Start of Input for this task

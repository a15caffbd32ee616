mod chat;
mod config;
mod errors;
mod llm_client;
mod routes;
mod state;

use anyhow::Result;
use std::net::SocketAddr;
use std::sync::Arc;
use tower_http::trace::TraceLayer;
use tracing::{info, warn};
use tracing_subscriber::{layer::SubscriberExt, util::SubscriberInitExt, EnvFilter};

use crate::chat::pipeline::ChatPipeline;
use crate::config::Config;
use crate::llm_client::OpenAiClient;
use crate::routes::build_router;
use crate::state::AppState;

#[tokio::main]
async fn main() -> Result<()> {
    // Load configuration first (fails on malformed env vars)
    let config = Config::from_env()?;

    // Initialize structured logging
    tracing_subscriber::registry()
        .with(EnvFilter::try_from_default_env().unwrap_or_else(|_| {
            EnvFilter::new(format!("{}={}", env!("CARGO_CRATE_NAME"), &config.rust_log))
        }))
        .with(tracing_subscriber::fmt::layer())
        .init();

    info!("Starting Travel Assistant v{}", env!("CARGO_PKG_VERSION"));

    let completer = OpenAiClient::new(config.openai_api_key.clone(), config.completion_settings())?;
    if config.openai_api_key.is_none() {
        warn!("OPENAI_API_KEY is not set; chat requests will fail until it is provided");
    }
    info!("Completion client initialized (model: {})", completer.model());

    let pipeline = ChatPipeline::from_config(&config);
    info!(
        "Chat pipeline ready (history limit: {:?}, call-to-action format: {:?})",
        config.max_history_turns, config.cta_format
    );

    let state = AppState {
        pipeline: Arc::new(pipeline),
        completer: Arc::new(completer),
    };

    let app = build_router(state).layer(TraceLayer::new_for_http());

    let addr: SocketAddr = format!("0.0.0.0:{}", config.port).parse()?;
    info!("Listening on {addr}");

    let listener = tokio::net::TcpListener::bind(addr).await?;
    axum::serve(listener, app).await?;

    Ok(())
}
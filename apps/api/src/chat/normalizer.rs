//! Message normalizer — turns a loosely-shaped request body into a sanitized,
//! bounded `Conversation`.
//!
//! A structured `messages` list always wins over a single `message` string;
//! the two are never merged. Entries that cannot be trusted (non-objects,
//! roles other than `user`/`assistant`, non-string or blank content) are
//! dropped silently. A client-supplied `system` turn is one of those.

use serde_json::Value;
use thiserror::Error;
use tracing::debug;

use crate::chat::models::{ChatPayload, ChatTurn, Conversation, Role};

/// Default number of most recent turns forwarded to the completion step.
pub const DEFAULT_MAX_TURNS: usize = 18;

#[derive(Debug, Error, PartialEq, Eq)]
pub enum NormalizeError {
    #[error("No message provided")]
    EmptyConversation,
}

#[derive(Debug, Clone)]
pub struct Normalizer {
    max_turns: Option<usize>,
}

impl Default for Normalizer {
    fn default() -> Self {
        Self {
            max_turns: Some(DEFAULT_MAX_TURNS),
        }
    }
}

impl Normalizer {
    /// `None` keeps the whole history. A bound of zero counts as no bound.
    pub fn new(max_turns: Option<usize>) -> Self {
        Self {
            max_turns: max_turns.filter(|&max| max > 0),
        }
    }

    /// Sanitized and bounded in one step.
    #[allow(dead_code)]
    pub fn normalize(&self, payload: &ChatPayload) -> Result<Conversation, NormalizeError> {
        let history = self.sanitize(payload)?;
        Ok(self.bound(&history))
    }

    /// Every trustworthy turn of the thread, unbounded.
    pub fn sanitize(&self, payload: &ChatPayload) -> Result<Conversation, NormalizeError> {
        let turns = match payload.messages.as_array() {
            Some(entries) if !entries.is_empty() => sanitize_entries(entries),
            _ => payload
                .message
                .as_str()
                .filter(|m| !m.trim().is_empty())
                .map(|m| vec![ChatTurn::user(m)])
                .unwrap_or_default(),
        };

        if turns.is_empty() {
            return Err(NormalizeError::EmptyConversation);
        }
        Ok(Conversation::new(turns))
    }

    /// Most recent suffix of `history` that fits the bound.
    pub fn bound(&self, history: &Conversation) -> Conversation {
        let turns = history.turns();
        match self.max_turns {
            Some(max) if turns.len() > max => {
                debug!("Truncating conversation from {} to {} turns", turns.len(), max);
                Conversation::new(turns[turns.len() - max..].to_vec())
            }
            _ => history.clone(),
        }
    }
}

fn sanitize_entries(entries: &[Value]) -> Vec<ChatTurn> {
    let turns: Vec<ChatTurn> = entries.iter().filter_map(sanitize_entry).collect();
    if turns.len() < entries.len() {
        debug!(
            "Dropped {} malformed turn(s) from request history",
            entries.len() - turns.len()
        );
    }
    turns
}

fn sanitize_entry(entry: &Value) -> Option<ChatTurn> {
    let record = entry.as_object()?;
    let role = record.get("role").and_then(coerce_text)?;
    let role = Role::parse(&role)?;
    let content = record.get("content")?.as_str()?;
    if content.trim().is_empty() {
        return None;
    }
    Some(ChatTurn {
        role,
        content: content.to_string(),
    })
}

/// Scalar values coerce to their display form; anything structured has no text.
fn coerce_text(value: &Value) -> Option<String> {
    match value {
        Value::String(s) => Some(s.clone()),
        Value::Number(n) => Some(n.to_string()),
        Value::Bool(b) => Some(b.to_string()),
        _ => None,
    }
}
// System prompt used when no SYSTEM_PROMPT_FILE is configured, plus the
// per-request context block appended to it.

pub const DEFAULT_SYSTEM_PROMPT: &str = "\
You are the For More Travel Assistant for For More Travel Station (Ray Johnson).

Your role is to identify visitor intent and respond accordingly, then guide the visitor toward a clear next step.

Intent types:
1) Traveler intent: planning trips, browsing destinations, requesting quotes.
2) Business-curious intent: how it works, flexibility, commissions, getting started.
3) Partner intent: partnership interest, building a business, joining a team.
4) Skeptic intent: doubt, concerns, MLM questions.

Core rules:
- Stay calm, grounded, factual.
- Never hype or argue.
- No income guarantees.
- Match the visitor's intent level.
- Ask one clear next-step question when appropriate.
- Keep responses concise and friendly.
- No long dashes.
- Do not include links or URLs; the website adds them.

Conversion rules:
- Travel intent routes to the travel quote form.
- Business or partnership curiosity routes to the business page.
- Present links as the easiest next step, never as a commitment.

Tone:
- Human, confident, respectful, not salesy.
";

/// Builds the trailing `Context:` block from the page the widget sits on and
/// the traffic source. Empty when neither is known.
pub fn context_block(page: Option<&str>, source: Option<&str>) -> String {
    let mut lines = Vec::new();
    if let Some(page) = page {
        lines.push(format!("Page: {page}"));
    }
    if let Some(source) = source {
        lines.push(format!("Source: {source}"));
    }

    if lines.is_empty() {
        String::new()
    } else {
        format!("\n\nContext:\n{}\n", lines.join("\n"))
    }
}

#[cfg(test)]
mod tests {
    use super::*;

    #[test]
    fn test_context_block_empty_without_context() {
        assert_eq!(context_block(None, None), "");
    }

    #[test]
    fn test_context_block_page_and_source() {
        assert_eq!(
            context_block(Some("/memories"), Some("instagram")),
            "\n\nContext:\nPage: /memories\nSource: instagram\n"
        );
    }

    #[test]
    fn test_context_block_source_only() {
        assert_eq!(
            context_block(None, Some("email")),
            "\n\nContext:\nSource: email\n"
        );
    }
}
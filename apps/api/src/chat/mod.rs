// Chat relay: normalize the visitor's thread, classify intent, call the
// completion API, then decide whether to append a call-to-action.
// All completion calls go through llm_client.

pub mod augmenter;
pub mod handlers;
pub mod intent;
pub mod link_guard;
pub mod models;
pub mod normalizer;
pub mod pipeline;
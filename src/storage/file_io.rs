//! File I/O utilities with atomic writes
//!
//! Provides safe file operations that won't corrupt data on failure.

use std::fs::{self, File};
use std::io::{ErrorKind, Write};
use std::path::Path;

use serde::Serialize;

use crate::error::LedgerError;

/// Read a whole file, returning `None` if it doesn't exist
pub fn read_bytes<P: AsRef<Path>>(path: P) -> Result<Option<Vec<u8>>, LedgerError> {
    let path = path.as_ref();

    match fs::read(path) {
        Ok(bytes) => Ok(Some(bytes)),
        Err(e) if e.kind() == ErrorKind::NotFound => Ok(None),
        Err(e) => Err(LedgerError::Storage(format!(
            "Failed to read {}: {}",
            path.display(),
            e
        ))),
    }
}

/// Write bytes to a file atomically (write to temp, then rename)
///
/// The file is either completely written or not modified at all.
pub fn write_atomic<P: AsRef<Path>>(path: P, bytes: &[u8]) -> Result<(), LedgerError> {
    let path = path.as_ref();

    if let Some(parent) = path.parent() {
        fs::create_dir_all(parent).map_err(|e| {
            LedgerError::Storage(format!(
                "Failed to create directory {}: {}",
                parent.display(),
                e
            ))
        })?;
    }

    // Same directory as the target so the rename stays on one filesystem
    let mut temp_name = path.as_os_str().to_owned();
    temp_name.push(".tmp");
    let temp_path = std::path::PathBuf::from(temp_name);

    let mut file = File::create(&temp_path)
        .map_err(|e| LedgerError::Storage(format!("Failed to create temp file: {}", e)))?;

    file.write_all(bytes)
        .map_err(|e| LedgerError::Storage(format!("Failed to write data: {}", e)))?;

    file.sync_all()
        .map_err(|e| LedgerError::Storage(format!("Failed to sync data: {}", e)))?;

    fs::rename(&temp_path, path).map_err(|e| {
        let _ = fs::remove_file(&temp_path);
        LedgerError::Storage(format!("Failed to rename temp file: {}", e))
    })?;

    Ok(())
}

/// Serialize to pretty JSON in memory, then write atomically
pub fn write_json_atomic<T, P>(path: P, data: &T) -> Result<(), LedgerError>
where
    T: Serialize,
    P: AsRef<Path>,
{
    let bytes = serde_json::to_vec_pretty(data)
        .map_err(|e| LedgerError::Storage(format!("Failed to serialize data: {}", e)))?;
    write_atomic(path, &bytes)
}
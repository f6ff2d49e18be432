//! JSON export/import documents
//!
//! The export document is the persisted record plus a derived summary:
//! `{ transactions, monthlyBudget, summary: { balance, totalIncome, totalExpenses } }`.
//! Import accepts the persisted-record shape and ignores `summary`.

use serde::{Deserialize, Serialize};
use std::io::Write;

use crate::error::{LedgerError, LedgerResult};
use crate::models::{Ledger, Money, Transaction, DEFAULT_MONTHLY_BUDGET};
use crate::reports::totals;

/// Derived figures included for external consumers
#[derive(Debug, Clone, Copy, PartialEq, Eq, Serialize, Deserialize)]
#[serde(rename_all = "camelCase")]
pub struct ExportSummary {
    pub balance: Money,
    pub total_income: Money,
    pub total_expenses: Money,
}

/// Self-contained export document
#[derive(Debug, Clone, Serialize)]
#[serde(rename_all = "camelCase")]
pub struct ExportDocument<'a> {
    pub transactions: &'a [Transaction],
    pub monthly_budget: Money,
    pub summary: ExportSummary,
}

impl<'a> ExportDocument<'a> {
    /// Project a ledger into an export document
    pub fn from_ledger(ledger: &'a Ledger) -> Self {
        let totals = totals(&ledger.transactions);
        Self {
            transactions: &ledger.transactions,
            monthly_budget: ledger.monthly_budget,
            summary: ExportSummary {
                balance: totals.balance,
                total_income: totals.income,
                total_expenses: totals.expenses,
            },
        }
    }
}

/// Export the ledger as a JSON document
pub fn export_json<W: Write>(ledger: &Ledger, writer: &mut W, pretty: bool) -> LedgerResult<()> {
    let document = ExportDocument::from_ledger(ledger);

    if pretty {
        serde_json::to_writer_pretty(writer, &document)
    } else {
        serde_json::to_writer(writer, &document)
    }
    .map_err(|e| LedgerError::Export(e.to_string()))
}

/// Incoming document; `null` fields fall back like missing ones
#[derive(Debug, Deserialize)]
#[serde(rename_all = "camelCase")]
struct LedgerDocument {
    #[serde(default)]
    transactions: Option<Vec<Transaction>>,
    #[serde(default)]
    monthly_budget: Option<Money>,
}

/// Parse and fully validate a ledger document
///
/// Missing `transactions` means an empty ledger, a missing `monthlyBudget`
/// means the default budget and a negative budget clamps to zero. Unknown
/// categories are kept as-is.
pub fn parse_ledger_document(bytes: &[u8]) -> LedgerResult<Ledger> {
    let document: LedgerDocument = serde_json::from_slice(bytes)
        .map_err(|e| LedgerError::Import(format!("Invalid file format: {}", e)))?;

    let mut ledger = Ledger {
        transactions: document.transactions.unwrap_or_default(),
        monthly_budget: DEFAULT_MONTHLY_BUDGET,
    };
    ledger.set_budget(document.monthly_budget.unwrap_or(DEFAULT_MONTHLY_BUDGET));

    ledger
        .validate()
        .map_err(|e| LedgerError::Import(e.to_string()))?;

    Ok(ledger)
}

End of Input for this task

● **Instructions to follow**:
Working from the data above, extract solely the lines from the one containing "config.max_history_turns, config.cta_format" through the one containing "let app = build_router(state).layer(TraceLayer::new_for_http());", exactly as they appear, both included.

● **Solution for this task**:
        config.max_history_turns, config.cta_format
    );

    let state = AppState {
        pipeline: Arc::new(pipeline),
        completer: Arc::new(completer),
    };

    let app = build_router(state).layer(TraceLayer::new_for_http());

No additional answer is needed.